*** Opening Dataset content ***

//! Brandcast Credits
//!
//! The quota core: credit ledger (personal and pooled team balances),
//! daily signup tiering, fixed-window rate limiting, and translation of
//! billing-provider webhook events into ledger mutations.

pub mod error;
pub mod ledger;
pub mod rate_limit;
pub mod signup;
pub mod sync;

pub use error::{CreditsError, CreditsResult};
pub use ledger::{BalanceSummary, CreditLedger};
pub use rate_limit::{LimitScope, RateLimitConfig, RateLimitDecision, RateLimiter};
pub use signup::{observe_signup, SignupObservation};
pub use sync::{BillingEvent, BillingEventKind, BillingSync, SyncOutcome, WebhookVerifier};
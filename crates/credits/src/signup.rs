//! Daily signup tier counter
//!
//! One row per UTC calendar day, incremented with a single atomic upsert so
//! racing first-time signups each get a distinct post-increment count. The
//! count including the current signup decides the onboarding tier. Rows are
//! never decremented or deleted.
//!
//! Caps are configurable via environment variables:
//! - `SIGNUP_EARLY_BIRD_CAP`: early-bird cutoff per day (default: 30)
//! - `SIGNUP_DAILY_CAP`: granted-signup capacity per day (default: 300)

use std::sync::OnceLock;
use time::Date;

use brandcast_shared::SignupTier;

use crate::error::CreditsResult;

/// Get configurable early-bird cutoff
fn get_early_bird_cap() -> i64 {
    static CAP: OnceLock<i64> = OnceLock::new();
    *CAP.get_or_init(|| {
        std::env::var("SIGNUP_EARLY_BIRD_CAP")
            .ok()
            .and_then(|v| v.parse().ok())
            .unwrap_or(30)
    })
}

/// Get configurable daily signup capacity
fn get_daily_cap() -> i64 {
    static CAP: OnceLock<i64> = OnceLock::new();
    *CAP.get_or_init(|| {
        std::env::var("SIGNUP_DAILY_CAP")
            .ok()
            .and_then(|v| v.parse().ok())
            .unwrap_or(300)
    })
}

/// Outcome of observing one signup
#[derive(Debug, Clone)]
pub struct SignupObservation {
    pub tier: SignupTier,
    /// The day's count including this signup
    pub count: i64,
}

/// Count one first-time signup for `today` and classify it.
///
/// The upsert is the only write path to the counter; callers must invoke it
/// at most once per identity (the ledger's provision path guards this, and
/// rolls the increment back when it loses the account-creation race).
pub async fn observe_signup<'e, E>(executor: E, today: Date) -> CreditsResult<SignupObservation>
where
    E: sqlx::PgExecutor<'e>,
{
    let count: i64 = sqlx::query_scalar(
        r#"
        INSERT INTO daily_signups (signup_date, count)
        VALUES ($1, 1)
        ON CONFLICT (signup_date)
        DO UPDATE SET count = daily_signups.count + 1, updated_at = NOW()
        RETURNING count
        "#,
    )
    .bind(today)
    .fetch_one(executor)
    .await?;

    let tier = SignupTier::for_count(count, get_early_bird_cap(), get_daily_cap());
    tracing::debug!(date = %today, count, tier = %tier, "Observed signup");

    Ok(SignupObservation { tier, count })
}

#[cfg(test)]
mod tests {
    use super::*;
    use brandcast_shared::create_pool;
    use uuid::Uuid;

    #[test]
    fn test_cap_defaults() {
        if std::env::var("SIGNUP_EARLY_BIRD_CAP").is_err() {
            assert_eq!(get_early_bird_cap(), 30);
        }
        if std::env::var("SIGNUP_DAILY_CAP").is_err() {
            assert_eq!(get_daily_cap(), 300);
        }
    }

    /// Pick a date no other test run has touched so counts start from zero
    fn fresh_test_date() -> Date {
        let base = Date::from_julian_day(2_500_000).unwrap_or(Date::MIN);
        let offset = (Uuid::new_v4().as_u128() % 500_000) as i32;
        Date::from_julian_day(base.to_julian_day() + offset).unwrap_or(base)
    }

    #[tokio::test]
    #[ignore] // Requires database
    async fn test_observe_increments_sequentially() {
        let url = std::env::var("DATABASE_URL").expect("DATABASE_URL required");
        let pool = create_pool(&url).await.expect("Failed to create pool");
        let date = fresh_test_date();

        let first = observe_signup(&pool, date).await.unwrap();
        let second = observe_signup(&pool, date).await.unwrap();

        assert_eq!(first.count, 1);
        assert_eq!(second.count, 2);
    }

    #[tokio::test]
    #[ignore] // Requires database
    async fn test_concurrent_observations_never_share_a_count() {
        let url = std::env::var("DATABASE_URL").expect("DATABASE_URL required");
        let pool = create_pool(&url).await.expect("Failed to create pool");
        let date = fresh_test_date();

        let mut handles = Vec::new();
        for _ in 0..35 {
            let pool = pool.clone();
            handles.push(tokio::spawn(async move {
                observe_signup(&pool, date).await.unwrap()
            }));
        }

        let mut counts = Vec::new();
        let mut early_birds = 0;
        let mut normals = 0;
        for handle in handles {
            let observation = handle.await.unwrap();
            counts.push(observation.count);
            match observation.tier {
                SignupTier::EarlyBird => early_birds += 1,
                SignupTier::Normal => normals += 1,
                SignupTier::CapacityReached => {}
            }
        }

        counts.sort_unstable();
        assert_eq!(counts, (1..=35).collect::<Vec<i64>>());

        // Tier split only holds at the default caps
        if std::env::var("SIGNUP_EARLY_BIRD_CAP").is_err()
            && std::env::var("SIGNUP_DAILY_CAP").is_err()
        {
            assert_eq!(early_birds, 30);
            assert_eq!(normals, 5);
        }
    }
}
//! Idempotent daily job creation
//!
//! Every account on a plan with daily visuals and at least one brand
//! profile gets one job per UTC calendar day. Existence is checked with a
//! date-range predicate instead of a unique constraint because on-demand
//! jobs with arbitrary schedules share the table.

use sqlx::PgPool;

use brandcast_shared::Plan;

use crate::error::JobsResult;

/// Create today's jobs for qualifying accounts. Returns how many were
/// created. Accounts without a brand profile are skipped silently; calling
/// again on the same day creates nothing.
pub async fn ensure_daily_jobs(pool: &PgPool) -> JobsResult<u64> {
    let qualifying: Vec<String> = [Plan::Free, Plan::Tier1, Plan::Tier2]
        .iter()
        .filter(|plan| plan.has_daily_visuals())
        .map(|plan| plan.to_string())
        .collect();

    let created = sqlx::query(
        r#"
        INSERT INTO batch_jobs (id, account_id, status, scheduled_for)
        SELECT gen_random_uuid(), a.id, 'pending', NOW()
        FROM accounts a
        WHERE a.plan = ANY($1)
          AND EXISTS (
              SELECT 1 FROM brand_profiles p WHERE p.account_id = a.id
          )
          AND NOT EXISTS (
              SELECT 1 FROM batch_jobs j
              WHERE j.account_id = a.id
                AND j.scheduled_for >= date_trunc('day', NOW())
                AND j.scheduled_for < date_trunc('day', NOW()) + INTERVAL '1 day'
          )
        "#,
    )
    .bind(&qualifying)
    .execute(pool)
    .await?;

    let count = created.rows_affected();
    if count > 0 {
        tracing::info!(count, "Created daily visual jobs");
    }
    Ok(count)
}
//! Batch job queue
//!
//! Drains due jobs with a conditional pending -> processing pickup, so
//! concurrent ticks race for each job with exactly one winner. A picked-up
//! job runs consume -> generate -> complete; every failure path is terminal
//! and isolated to that job. A crash mid-execution leaves the job visibly
//! stuck in processing rather than silently re-picked.

use sqlx::PgPool;
use time::OffsetDateTime;
use uuid::Uuid;

use brandcast_credits::{CreditLedger, CreditsError};
use brandcast_shared::{Account, BatchJob, BrandProfile, JobStatus};

use crate::error::JobsResult;
use crate::generate::{derive_prompt, pick_angle, GenerationClient};

/// One generation call costs one credit
pub const CREDITS_PER_VISUAL: i64 = 1;

/// Jobs drained per scheduler tick
const DRAIN_BATCH_SIZE: i64 = 50;

/// Counts returned by one scheduler tick
#[derive(Debug, Default, Clone, serde::Serialize)]
pub struct TickSummary {
    pub jobs_created: u64,
    pub succeeded: u64,
    pub failed: u64,
}

enum JobExecution {
    Completed,
    Failed,
    /// Another tick won the pickup race
    AlreadyTaken,
}

pub struct JobRunner {
    pool: PgPool,
    ledger: CreditLedger,
    generator: GenerationClient,
}

impl JobRunner {
    pub fn new(pool: PgPool, generator: GenerationClient) -> Self {
        let ledger = CreditLedger::new(pool.clone());
        Self {
            pool,
            ledger,
            generator,
        }
    }

    /// One full scheduler tick: create today's jobs, then drain what is due
    pub async fn tick(&self) -> JobsResult<TickSummary> {
        let jobs_created = crate::daily::ensure_daily_jobs(&self.pool).await?;
        let (succeeded, failed) = self.drain_due(DRAIN_BATCH_SIZE).await?;
        Ok(TickSummary {
            jobs_created,
            succeeded,
            failed,
        })
    }

    /// Create an on-demand job. `scheduled_for` is fixed here and never
    /// modified afterwards.
    pub async fn create_job(
        &self,
        account_id: Uuid,
        scheduled_for: OffsetDateTime,
    ) -> JobsResult<BatchJob> {
        let job: BatchJob = sqlx::query_as(
            r#"
            INSERT INTO batch_jobs (id, account_id, status, scheduled_for)
            VALUES ($1, $2, 'pending', $3)
            RETURNING *
            "#,
        )
        .bind(Uuid::new_v4())
        .bind(account_id)
        .bind(scheduled_for)
        .fetch_one(&self.pool)
        .await?;

        tracing::debug!(job_id = %job.id, account_id = %account_id, "Created on-demand job");
        Ok(job)
    }

    /// Drain due pending jobs, oldest schedule first. Returns
    /// `(succeeded, failed)`. Per-job errors are recorded on the job row and
    /// never abort the sweep.
    pub async fn drain_due(&self, limit: i64) -> JobsResult<(u64, u64)> {
        let due: Vec<BatchJob> = sqlx::query_as(
            r#"
            SELECT * FROM batch_jobs
            WHERE status = 'pending' AND scheduled_for <= NOW()
            ORDER BY scheduled_for ASC
            LIMIT $1
            "#,
        )
        .bind(limit)
        .fetch_all(&self.pool)
        .await?;

        if due.is_empty() {
            return Ok((0, 0));
        }
        tracing::info!(count = due.len(), "Draining due batch jobs");

        let mut succeeded = 0;
        let mut failed = 0;
        for job in due {
            match self.execute_job(&job).await {
                Ok(JobExecution::Completed) => succeeded += 1,
                Ok(JobExecution::Failed) => failed += 1,
                Ok(JobExecution::AlreadyTaken) => {}
                Err(err) => {
                    // Counted as failed, so the row lands failed too; only a
                    // process crash leaves a job stuck in processing
                    failed += 1;
                    tracing::error!(job_id = %job.id, error = %err, "Job execution errored");
                    if let Err(mark_err) = self.fail_job(job.id, &err.to_string()).await {
                        tracing::error!(
                            job_id = %job.id,
                            error = %mark_err,
                            "Errored job could not be marked failed"
                        );
                    }
                }
            }
        }
        Ok((succeeded, failed))
    }

    async fn execute_job(&self, job: &BatchJob) -> JobsResult<JobExecution> {
        if job.current_status() != JobStatus::Pending {
            return Ok(JobExecution::AlreadyTaken);
        }

        // Claim before any external call; only one tick can win this
        let picked = sqlx::query(
            r#"UPDATE batch_jobs SET status = 'processing' WHERE id = $1 AND status = 'pending'"#,
        )
        .bind(job.id)
        .execute(&self.pool)
        .await?;
        if picked.rows_affected() == 0 {
            return Ok(JobExecution::AlreadyTaken);
        }

        let account: Option<Account> = sqlx::query_as(r#"SELECT * FROM accounts WHERE id = $1"#)
            .bind(job.account_id)
            .fetch_optional(&self.pool)
            .await?;
        let Some(account) = account else {
            self.fail_job(job.id, "account no longer exists").await?;
            return Ok(JobExecution::Failed);
        };

        let Some(profile) = self.resolve_profile(job).await? else {
            self.fail_job(job.id, "no brand profile to generate from").await?;
            return Ok(JobExecution::Failed);
        };

        match self
            .ledger
            .consume(&account.external_key, CREDITS_PER_VISUAL)
            .await
        {
            Ok(_) => {}
            Err(CreditsError::InsufficientCredits {
                required,
                available,
            }) => {
                // Daily visuals are a paid perk; lacking credits is not
                // transient, so no retry and nothing to refund
                self.fail_job(
                    job.id,
                    &format!(
                        "insufficient credits: required {}, available {}",
                        required, available
                    ),
                )
                .await?;
                return Ok(JobExecution::Failed);
            }
            Err(err) => return Err(err.into()),
        }

        let angle = pick_angle(&profile);
        let prompt = derive_prompt(&profile, angle.as_deref());

        match self.generator.generate(&prompt).await {
            Ok(result_url) => {
                self.complete_job(job.id, &result_url).await?;
                tracing::info!(job_id = %job.id, account_id = %job.account_id, "Batch job completed");
                Ok(JobExecution::Completed)
            }
            Err(err) => {
                // The credit bought nothing; give it back before failing
                if let Err(refund_err) = self
                    .ledger
                    .refund(&account.external_key, CREDITS_PER_VISUAL)
                    .await
                {
                    tracing::error!(
                        job_id = %job.id,
                        error = %refund_err,
                        "Refund after failed generation did not land"
                    );
                }
                self.fail_job(job.id, &err.to_string()).await?;
                tracing::warn!(job_id = %job.id, error = %err, "Batch job failed");
                Ok(JobExecution::Failed)
            }
        }
    }

    /// Use the job's bound profile when set, else the account's freshest
    /// one, binding it so reruns and audits see the snapshot that was used
    async fn resolve_profile(&self, job: &BatchJob) -> JobsResult<Option<BrandProfile>> {
        if let Some(profile_id) = job.brand_profile_id {
            let profile: Option<BrandProfile> =
                sqlx::query_as(r#"SELECT * FROM brand_profiles WHERE id = $1"#)
                    .bind(profile_id)
                    .fetch_optional(&self.pool)
                    .await?;
            if profile.is_some() {
                return Ok(profile);
            }
            // Bound profile was deleted; fall back to the freshest one
        }

        let profile: Option<BrandProfile> = sqlx::query_as(
            r#"
            SELECT * FROM brand_profiles
            WHERE account_id = $1
            ORDER BY updated_at DESC
            LIMIT 1
            "#,
        )
        .bind(job.account_id)
        .fetch_optional(&self.pool)
        .await?;

        if let Some(profile) = &profile {
            sqlx::query(r#"UPDATE batch_jobs SET brand_profile_id = $2 WHERE id = $1"#)
                .bind(job.id)
                .bind(profile.id)
                .execute(&self.pool)
                .await?;
        }
        Ok(profile)
    }

    /// Terminal failure. The conditional update cannot move a job that has
    /// already completed or failed.
    async fn fail_job(&self, job_id: Uuid, error: &str) -> JobsResult<()> {
        let updated = sqlx::query(
            r#"
            UPDATE batch_jobs
            SET status = 'failed', error = $2, processed_at = NOW()
            WHERE id = $1 AND status = 'processing'
            "#,
        )
        .bind(job_id)
        .bind(error)
        .execute(&self.pool)
        .await?;

        if updated.rows_affected() == 0 {
            tracing::warn!(job_id = %job_id, "Job not in processing, failure not recorded");
        }
        Ok(())
    }

    async fn complete_job(&self, job_id: Uuid, result_url: &str) -> JobsResult<()> {
        let updated = sqlx::query(
            r#"
            UPDATE batch_jobs
            SET status = 'completed', result_url = $2, processed_at = NOW()
            WHERE id = $1 AND status = 'processing'
            "#,
        )
        .bind(job_id)
        .bind(result_url)
        .execute(&self.pool)
        .await?;

        if updated.rows_affected() == 0 {
            tracing::warn!(job_id = %job_id, "Job left processing before completion could be recorded");
        }
        Ok(())
    }

    /// Remove terminal jobs past the retention window. Returns rows deleted.
    pub async fn cleanup_old_jobs(&self) -> JobsResult<u64> {
        let deleted = sqlx::query(
            r#"
            DELETE FROM batch_jobs
            WHERE status IN ('completed', 'failed')
              AND created_at < NOW() - INTERVAL '90 days'
            "#,
        )
        .execute(&self.pool)
        .await?;

        let count = deleted.rows_affected();
        if count > 0 {
            tracing::info!(count, "Cleaned up old batch jobs");
        }
        Ok(count)
    }
}

#[cfg(test)]
mod tests {
    use super::*;
    use crate::generate::GenerationConfig;
    use brandcast_shared::create_pool;

    async fn setup() -> (PgPool, JobRunner) {
        let url = std::env::var("DATABASE_URL").expect("DATABASE_URL required");
        let pool = create_pool(&url).await.expect("Failed to create pool");
        let generator = GenerationClient::new(GenerationConfig {
            base_url: "http://127.0.0.1:9/v1/visuals".to_string(),
            api_key: "test-key".to_string(),
        })
        .expect("Failed to build generation client");
        let runner = JobRunner::new(pool.clone(), generator);
        (pool, runner)
    }

    async fn insert_account(pool: &PgPool) -> Uuid {
        let id = Uuid::new_v4();
        sqlx::query(
            "INSERT INTO accounts (id, external_key, plan, credits) VALUES ($1, $2, 'tier1', 50)",
        )
        .bind(id)
        .bind(format!("test-user-{}", id))
        .execute(pool)
        .await
        .expect("Failed to create test account");
        id
    }

    /// Errored executions are released through the same conditional update
    /// as ordinary failures. It must land a claimed job in failed, where
    /// drain skips it and cleanup retires it, and must leave a job it never
    /// claimed untouched.
    #[tokio::test]
    #[ignore] // Requires database
    async fn test_failure_release_moves_only_claimed_jobs() {
        let (pool, runner) = setup().await;
        let account_id = insert_account(&pool).await;

        let claimed = runner
            .create_job(account_id, OffsetDateTime::now_utc())
            .await
            .unwrap();
        sqlx::query("UPDATE batch_jobs SET status = 'processing' WHERE id = $1")
            .bind(claimed.id)
            .execute(&pool)
            .await
            .unwrap();
        let unclaimed = runner
            .create_job(account_id, OffsetDateTime::now_utc())
            .await
            .unwrap();

        runner
            .fail_job(claimed.id, "backend unreachable")
            .await
            .unwrap();
        runner
            .fail_job(unclaimed.id, "backend unreachable")
            .await
            .unwrap();

        let (status, error, processed_at): (String, Option<String>, Option<OffsetDateTime>) =
            sqlx::query_as("SELECT status, error, processed_at FROM batch_jobs WHERE id = $1")
                .bind(claimed.id)
                .fetch_one(&pool)
                .await
                .unwrap();
        assert_eq!(status, "failed");
        assert_eq!(error.as_deref(), Some("backend unreachable"));
        assert!(processed_at.is_some());

        let (status, error): (String, Option<String>) =
            sqlx::query_as("SELECT status, error FROM batch_jobs WHERE id = $1")
                .bind(unclaimed.id)
                .fetch_one(&pool)
                .await
                .unwrap();
        assert_eq!(status, "pending");
        assert!(error.is_none());

        sqlx::query("DELETE FROM accounts WHERE id = $1")
            .bind(account_id)
            .execute(&pool)
            .await
            .ok();
    }
}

*** Closing Dataset content ***

- _What the task asks_: With the line that has "use std::sync::OnceLock;" as the first and the line that has "#[derive(Debug, Clone)]" as the last, repeat exactly that run of lines above and no more.

- _Task result_:
use std::sync::OnceLock;
use time::Date;

use brandcast_shared::SignupTier;

use crate::error::CreditsResult;

/// Get configurable early-bird cutoff
fn get_early_bird_cap() -> i64 {
    static CAP: OnceLock<i64> = OnceLock::new();
    *CAP.get_or_init(|| {
        std::env::var("SIGNUP_EARLY_BIRD_CAP")
            .ok()
            .and_then(|v| v.parse().ok())
            .unwrap_or(30)
    })
}

/// Get configurable daily signup capacity
fn get_daily_cap() -> i64 {
    static CAP: OnceLock<i64> = OnceLock::new();
    *CAP.get_or_init(|| {
        std::env::var("SIGNUP_DAILY_CAP")
            .ok()
            .and_then(|v| v.parse().ok())
            .unwrap_or(300)
    })
}

/// Outcome of observing one signup
#[derive(Debug, Clone)]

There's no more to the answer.